## [TASK DIRECTIONS]
Return each line of the records below in which the string "enum" turns up.

## [Saved data entries]
+ + + +

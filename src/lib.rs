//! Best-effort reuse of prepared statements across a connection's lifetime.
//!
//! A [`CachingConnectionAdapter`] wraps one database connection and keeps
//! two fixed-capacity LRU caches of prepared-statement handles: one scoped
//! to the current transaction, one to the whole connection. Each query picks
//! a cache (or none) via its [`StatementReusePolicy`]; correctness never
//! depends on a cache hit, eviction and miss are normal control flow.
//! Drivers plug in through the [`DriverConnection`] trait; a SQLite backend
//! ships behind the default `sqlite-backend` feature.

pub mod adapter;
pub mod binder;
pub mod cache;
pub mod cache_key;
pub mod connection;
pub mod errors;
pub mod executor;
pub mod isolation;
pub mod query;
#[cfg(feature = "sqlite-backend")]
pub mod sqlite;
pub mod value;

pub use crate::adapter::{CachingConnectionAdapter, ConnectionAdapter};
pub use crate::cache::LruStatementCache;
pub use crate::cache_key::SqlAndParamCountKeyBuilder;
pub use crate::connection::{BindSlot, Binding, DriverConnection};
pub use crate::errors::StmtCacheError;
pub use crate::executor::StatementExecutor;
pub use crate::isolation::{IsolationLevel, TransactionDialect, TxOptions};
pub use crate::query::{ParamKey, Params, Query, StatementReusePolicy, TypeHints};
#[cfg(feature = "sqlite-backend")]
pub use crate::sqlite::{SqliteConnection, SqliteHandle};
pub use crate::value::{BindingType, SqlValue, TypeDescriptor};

+ + + +

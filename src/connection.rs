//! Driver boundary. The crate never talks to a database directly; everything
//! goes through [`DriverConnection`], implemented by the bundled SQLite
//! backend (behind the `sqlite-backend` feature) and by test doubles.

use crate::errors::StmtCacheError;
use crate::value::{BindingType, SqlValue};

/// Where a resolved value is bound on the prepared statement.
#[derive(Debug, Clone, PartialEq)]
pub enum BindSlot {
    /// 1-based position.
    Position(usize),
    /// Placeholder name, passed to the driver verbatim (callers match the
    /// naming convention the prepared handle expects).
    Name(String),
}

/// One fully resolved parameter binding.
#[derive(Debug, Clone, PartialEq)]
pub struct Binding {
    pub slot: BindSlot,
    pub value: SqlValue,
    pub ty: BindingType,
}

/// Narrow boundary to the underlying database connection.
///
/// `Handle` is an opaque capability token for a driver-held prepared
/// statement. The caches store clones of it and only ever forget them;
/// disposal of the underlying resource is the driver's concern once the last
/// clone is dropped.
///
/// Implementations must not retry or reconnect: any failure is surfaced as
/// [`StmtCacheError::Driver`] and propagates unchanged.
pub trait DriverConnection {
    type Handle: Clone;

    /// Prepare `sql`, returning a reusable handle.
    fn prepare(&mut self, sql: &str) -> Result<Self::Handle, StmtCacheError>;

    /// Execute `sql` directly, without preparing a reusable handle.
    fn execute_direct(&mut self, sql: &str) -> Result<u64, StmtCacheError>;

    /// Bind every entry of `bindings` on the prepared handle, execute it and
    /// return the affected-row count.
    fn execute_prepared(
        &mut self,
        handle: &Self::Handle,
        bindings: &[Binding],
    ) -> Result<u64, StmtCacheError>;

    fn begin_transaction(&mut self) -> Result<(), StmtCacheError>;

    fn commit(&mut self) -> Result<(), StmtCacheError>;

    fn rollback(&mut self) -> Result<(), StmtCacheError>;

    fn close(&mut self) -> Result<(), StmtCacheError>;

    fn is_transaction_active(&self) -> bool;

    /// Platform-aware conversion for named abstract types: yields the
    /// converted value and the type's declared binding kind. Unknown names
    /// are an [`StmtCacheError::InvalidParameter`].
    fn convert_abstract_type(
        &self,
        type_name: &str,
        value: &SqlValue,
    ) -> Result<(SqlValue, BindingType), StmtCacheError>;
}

+ + + +

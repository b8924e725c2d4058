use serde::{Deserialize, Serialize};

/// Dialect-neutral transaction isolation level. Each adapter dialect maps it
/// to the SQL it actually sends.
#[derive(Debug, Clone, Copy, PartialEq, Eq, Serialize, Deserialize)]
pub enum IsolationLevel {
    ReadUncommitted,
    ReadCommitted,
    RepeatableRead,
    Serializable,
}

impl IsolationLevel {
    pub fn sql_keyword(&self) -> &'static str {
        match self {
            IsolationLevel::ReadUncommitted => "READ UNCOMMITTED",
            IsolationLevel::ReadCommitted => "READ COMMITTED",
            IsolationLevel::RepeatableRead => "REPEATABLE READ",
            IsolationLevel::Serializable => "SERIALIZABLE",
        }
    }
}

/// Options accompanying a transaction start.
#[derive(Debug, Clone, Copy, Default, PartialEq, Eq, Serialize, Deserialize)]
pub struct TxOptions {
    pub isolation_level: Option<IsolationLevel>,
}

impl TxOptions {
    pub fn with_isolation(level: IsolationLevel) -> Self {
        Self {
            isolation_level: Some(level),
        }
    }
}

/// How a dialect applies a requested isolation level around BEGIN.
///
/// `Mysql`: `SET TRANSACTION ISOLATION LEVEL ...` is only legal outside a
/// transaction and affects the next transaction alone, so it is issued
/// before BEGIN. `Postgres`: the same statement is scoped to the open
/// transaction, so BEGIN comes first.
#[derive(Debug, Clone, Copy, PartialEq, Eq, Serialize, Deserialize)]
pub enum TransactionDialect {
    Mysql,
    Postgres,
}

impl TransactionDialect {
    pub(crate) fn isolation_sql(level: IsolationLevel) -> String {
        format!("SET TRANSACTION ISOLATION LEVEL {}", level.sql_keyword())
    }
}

+ + + +

## [EXERCISE SOLUTION]
pub enum BindSlot {
pub enum IsolationLevel {
pub enum TransactionDialect {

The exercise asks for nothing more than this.